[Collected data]
== == ==

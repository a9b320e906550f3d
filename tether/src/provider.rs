//! SMTP submission to the upstream provider.
//!
//! Each channel is one SMTP connection, authenticated with the credentials
//! of the inbound session that opened it. Message bytes are written exactly
//! as the inbound client sent them, dot-stuffing and final dot included.

use std::{future::Future, sync::Arc, time::Duration};

use async_trait::async_trait;
use serde::{Deserialize, Serialize};
use tether_common::{
    config::{ClientTimeouts, TlsConfig},
    error::ProtocolError,
    internal, tracing,
};
use tether_smtp::{
    Envelope,
    client::{self, ClientError, Response, SmtpClient},
};
use tokio::sync::Mutex;

use crate::{
    delivery::{Channel, Delivery, DeliveryError, OutboundCredentials},
    stream::Chunk,
};

mod defaults {
    pub const fn port() -> u16 {
        587
    }
}

/// Where, and how, to reach the provider.
#[derive(Debug, Clone, PartialEq, Eq, Serialize, Deserialize)]
pub struct ProviderConfig {
    pub host: String,

    #[serde(default = "defaults::port")]
    pub port: u16,

    /// Implicit TLS from the first byte (SMTPS).
    #[serde(default)]
    pub secure: bool,

    /// STARTTLS policy when `secure` is off, and certificate validation.
    #[serde(default)]
    pub tls: TlsConfig,

    /// Name sent in EHLO. Falls back to `$HOSTNAME`, then `localhost`.
    #[serde(default)]
    pub helo_name: Option<String>,

    #[serde(default)]
    pub timeouts: ClientTimeouts,
}

impl ProviderConfig {
    #[must_use]
    pub fn new(host: impl Into<String>, port: u16) -> Self {
        Self {
            host: host.into(),
            port,
            secure: false,
            tls: TlsConfig::default(),
            helo_name: None,
            timeouts: ClientTimeouts::default(),
        }
    }

    #[must_use]
    pub const fn with_secure(mut self, secure: bool) -> Self {
        self.secure = secure;
        self
    }

    #[must_use]
    pub const fn with_tls(mut self, tls: TlsConfig) -> Self {
        self.tls = tls;
        self
    }

    #[must_use]
    pub fn with_helo_name(mut self, name: impl Into<String>) -> Self {
        self.helo_name = Some(name.into());
        self
    }

    #[must_use]
    pub fn with_timeouts(mut self, timeouts: ClientTimeouts) -> Self {
        self.timeouts = timeouts;
        self
    }

    #[must_use]
    pub fn address(&self) -> String {
        format!("{}:{}", self.host, self.port)
    }

    #[must_use]
    pub fn helo(&self) -> String {
        self.helo_name
            .clone()
            .filter(|name| !name.is_empty())
            .or_else(|| std::env::var("HOSTNAME").ok())
            .unwrap_or_else(|| "localhost".to_string())
    }

    /// # Errors
    ///
    /// Fails if the host is empty or the port is zero.
    pub fn validate(&self) -> Result<(), ProtocolError> {
        if self.host.trim().is_empty() {
            return Err(ProtocolError::MissingField("provider.host"));
        }

        if self.port == 0 {
            return Err(ProtocolError::InvalidConfiguration {
                field: "provider.port".to_string(),
                reason: "must be non-zero".to_string(),
            });
        }

        Ok(())
    }
}

/// Run one client step under a deadline.
async fn within<T>(
    secs: u64,
    stage: &'static str,
    step: impl Future<Output = client::Result<T>>,
) -> Result<T, DeliveryError> {
    tokio::time::timeout(Duration::from_secs(secs), step)
        .await
        .map_err(|_| DeliveryError::Timeout { stage })?
        .map_err(DeliveryError::from)
}

/// Accept `success` replies only, keeping the provider's answer otherwise.
fn expect(response: Response, stage: &'static str, success: u16) -> Result<Response, DeliveryError> {
    if response.code == success {
        Ok(response)
    } else {
        Err(DeliveryError::Rejected {
            stage,
            code: response.code,
            message: response.message(),
        })
    }
}

pub struct SmtpProvider {
    config: Arc<ProviderConfig>,
}

impl SmtpProvider {
    #[must_use]
    pub fn new(config: ProviderConfig) -> Self {
        Self {
            config: Arc::new(config),
        }
    }

    #[must_use]
    pub fn config(&self) -> &ProviderConfig {
        &self.config
    }

    async fn dial(&self) -> Result<SmtpClient, DeliveryError> {
        let config = &self.config;
        let address = config.address();
        let accept_invalid = config.tls.accepts_invalid_certs();

        let connect = async {
            if config.secure {
                SmtpClient::connect_tls(&address, config.host.clone(), accept_invalid).await
            } else {
                SmtpClient::connect(&address, config.host.clone())
                    .await
                    .map(|client| client.accept_invalid_certs(accept_invalid))
            }
        };

        match tokio::time::timeout(Duration::from_secs(config.timeouts.connect_secs), connect).await
        {
            Err(_) => Err(DeliveryError::Timeout { stage: "connect" }),
            Ok(Err(ClientError::Io(source))) => Err(DeliveryError::Connect { address, source }),
            Ok(result) => result.map_err(DeliveryError::from),
        }
    }
}

#[async_trait]
impl Delivery for SmtpProvider {
    #[tracing::instrument(
        level = "debug",
        skip_all,
        fields(provider = %self.config.address(), user = %credentials.user),
        err
    )]
    async fn connect(
        &self,
        credentials: OutboundCredentials,
    ) -> Result<Arc<dyn Channel>, DeliveryError> {
        let config = &self.config;
        let timeouts = &config.timeouts;
        let helo = config.helo();

        let mut client = self.dial().await?;

        expect(
            within(timeouts.ehlo_secs, "greeting", client.read_greeting()).await?,
            "greeting",
            220,
        )?;
        let mut ehlo = expect(
            within(timeouts.ehlo_secs, "EHLO", client.ehlo(&helo)).await?,
            "EHLO",
            250,
        )?;

        if !config.secure && !config.tls.is_disabled() {
            if ehlo.has_capability("STARTTLS") {
                expect(
                    within(timeouts.starttls_secs, "STARTTLS", client.starttls()).await?,
                    "STARTTLS",
                    220,
                )?;
                ehlo = expect(
                    within(timeouts.ehlo_secs, "EHLO", client.ehlo(&helo)).await?,
                    "EHLO",
                    250,
                )?;
            } else if config.tls.is_required() {
                return Err(DeliveryError::TlsUnavailable);
            }
        }

        let offered = ehlo.auth_mechanisms();
        if !offered.is_empty() && !offered.contains(&credentials.kind) {
            internal!(
                level = WARN,
                "Provider does not advertise {}, trying it anyway",
                credentials.kind
            );
        }

        expect(
            within(
                timeouts.auth_secs,
                "AUTH",
                client.authenticate(
                    credentials.kind,
                    &credentials.user,
                    &credentials.pass,
                    credentials.authorization_id(),
                ),
            )
            .await?,
            "AUTH",
            235,
        )?;

        internal!(level = DEBUG, "Authenticated to provider as {}", credentials.user);

        Ok(Arc::new(SmtpChannel {
            client: Mutex::new(Some(client)),
            timeouts: timeouts.clone(),
        }))
    }
}

/// One authenticated provider connection. `None` once aborted or released.
pub struct SmtpChannel {
    client: Mutex<Option<SmtpClient>>,
    timeouts: ClientTimeouts,
}

#[async_trait]
impl Channel for SmtpChannel {
    async fn verify(&self) -> Result<(), DeliveryError> {
        let mut guard = self.client.lock().await;
        let client = guard.as_mut().ok_or(DeliveryError::Released)?;

        expect(
            within(self.timeouts.ehlo_secs, "NOOP", client.noop()).await?,
            "NOOP",
            250,
        )
        .map(drop)
    }

    async fn begin(&self, envelope: &Envelope) -> Result<(), DeliveryError> {
        let mut guard = self.client.lock().await;
        let client = guard.as_mut().ok_or(DeliveryError::Released)?;
        let timeouts = &self.timeouts;

        let sender = envelope.sender.as_ref().map(ToString::to_string);
        let mut result = within(
            timeouts.mail_from_secs,
            "MAIL FROM",
            client.mail_from(sender.as_deref()),
        )
        .await
        .and_then(|response| expect(response, "MAIL FROM", 250));

        for recipient in &envelope.recipients {
            if result.is_err() {
                break;
            }

            result = within(
                timeouts.rcpt_to_secs,
                "RCPT TO",
                client.rcpt_to(&recipient.to_string()),
            )
            .await
            .and_then(|response| {
                if response.is_success() {
                    Ok(response)
                } else {
                    expect(response, "RCPT TO", 250)
                }
            });
        }

        if result.is_ok() {
            result = within(timeouts.data_secs, "DATA", client.data())
                .await
                .and_then(|response| expect(response, "DATA", 354));
        }

        if let Err(err @ DeliveryError::Rejected { .. }) = &result {
            // The connection is still in step; clear the half-built transaction
            internal!(level = DEBUG, "Resetting provider transaction after {err}");
            let _ = within(timeouts.mail_from_secs, "RSET", client.rset()).await;
        }

        result.map(drop)
    }

    async fn send(&self, chunk: &Chunk) -> Result<(), DeliveryError> {
        let mut guard = self.client.lock().await;
        let client = guard.as_mut().ok_or(DeliveryError::Released)?;

        within(self.timeouts.data_secs, "message data", client.write_raw(chunk.as_bytes())).await
    }

    async fn finish(&self) -> Result<(), DeliveryError> {
        let mut guard = self.client.lock().await;
        let client = guard.as_mut().ok_or(DeliveryError::Released)?;

        expect(
            within(self.timeouts.data_secs, "end of data", client.read_response()).await?,
            "end of data",
            250,
        )
        .map(drop)
    }

    async fn abort(&self) {
        if self.client.lock().await.take().is_some() {
            internal!(level = DEBUG, "Dropped provider connection mid-message");
        }
    }

    async fn release(&self) {
        let Some(mut client) = self.client.lock().await.take() else {
            return;
        };

        if let Err(err) = within(self.timeouts.quit_secs, "QUIT", client.quit()).await {
            internal!(level = DEBUG, "Provider QUIT failed: {err}");
        }
    }
}

#[cfg(test)]
mod tests {
    use pretty_assertions::assert_eq;

    use super::*;

    #[test]
    fn test_provider_config_defaults() {
        let config: ProviderConfig = ron::from_str("(host: \"smtp.example.com\")").unwrap();

        assert_eq!(config.port, 587);
        assert!(!config.secure);
        assert_eq!(config.tls, TlsConfig::default());
        assert_eq!(config.address(), "smtp.example.com:587");
        assert!(config.validate().is_ok());
    }

    #[test]
    fn test_provider_config_validation() {
        assert!(matches!(
            ProviderConfig::new("", 587).validate(),
            Err(ProtocolError::MissingField("provider.host"))
        ));
        assert!(ProviderConfig::new("smtp.example.com", 0).validate().is_err());
    }

    #[test]
    fn test_expect_keeps_provider_reply() {
        let response = Response::new(535, vec!["5.7.8 Bad credentials".to_string()]);

        let err = expect(response, "AUTH", 235).unwrap_err();
        assert!(matches!(
            err,
            DeliveryError::Rejected { stage: "AUTH", code: 535, ref message } if message == "5.7.8 Bad credentials"
        ));
    }

    #[tokio::test]
    async fn test_within_times_out() {
        let err = within(0, "greeting", std::future::pending::<client::Result<()>>())
            .await
            .unwrap_err();
        assert!(matches!(err, DeliveryError::Timeout { stage: "greeting" }));
    }

    #[tokio::test]
    #[cfg_attr(miri, ignore)]
    async fn test_connection_refused() {
        // Bind then drop to find a port nothing listens on
        let listener = tokio::net::TcpListener::bind("127.0.0.1:0").await.unwrap();
        let port = listener.local_addr().unwrap().port();
        drop(listener);

        let provider = SmtpProvider::new(ProviderConfig::new("127.0.0.1", port));
        let credentials = OutboundCredentials::from(tether_smtp::Authentication::new(
            tether_smtp::Mechanism::Plain,
            "u",
            "p",
        ));

        let err = provider.open(credentials).await.err().unwrap();
        assert!(matches!(err, DeliveryError::Connect { .. }), "{err}");
        assert!(err.is_temporary());
    }
}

== == ==

> What you are asked to do
Look for "nothing listens on" in the records. Write out its line and every later line through the end exactly, with nothing more.

> Response
        // Bind then drop to find a port nothing listens on
        let listener = tokio::net::TcpListener::bind("127.0.0.1:0").await.unwrap();
        let port = listener.local_addr().unwrap().port();
        drop(listener);

        let provider = SmtpProvider::new(ProviderConfig::new("127.0.0.1", port));
        let credentials = OutboundCredentials::from(tether_smtp::Authentication::new(
            tether_smtp::Mechanism::Plain,
            "u",
            "p",
        ));

        let err = provider.open(credentials).await.err().unwrap();
        assert!(matches!(err, DeliveryError::Connect { .. }), "{err}");
        assert!(err.is_temporary());
    }
}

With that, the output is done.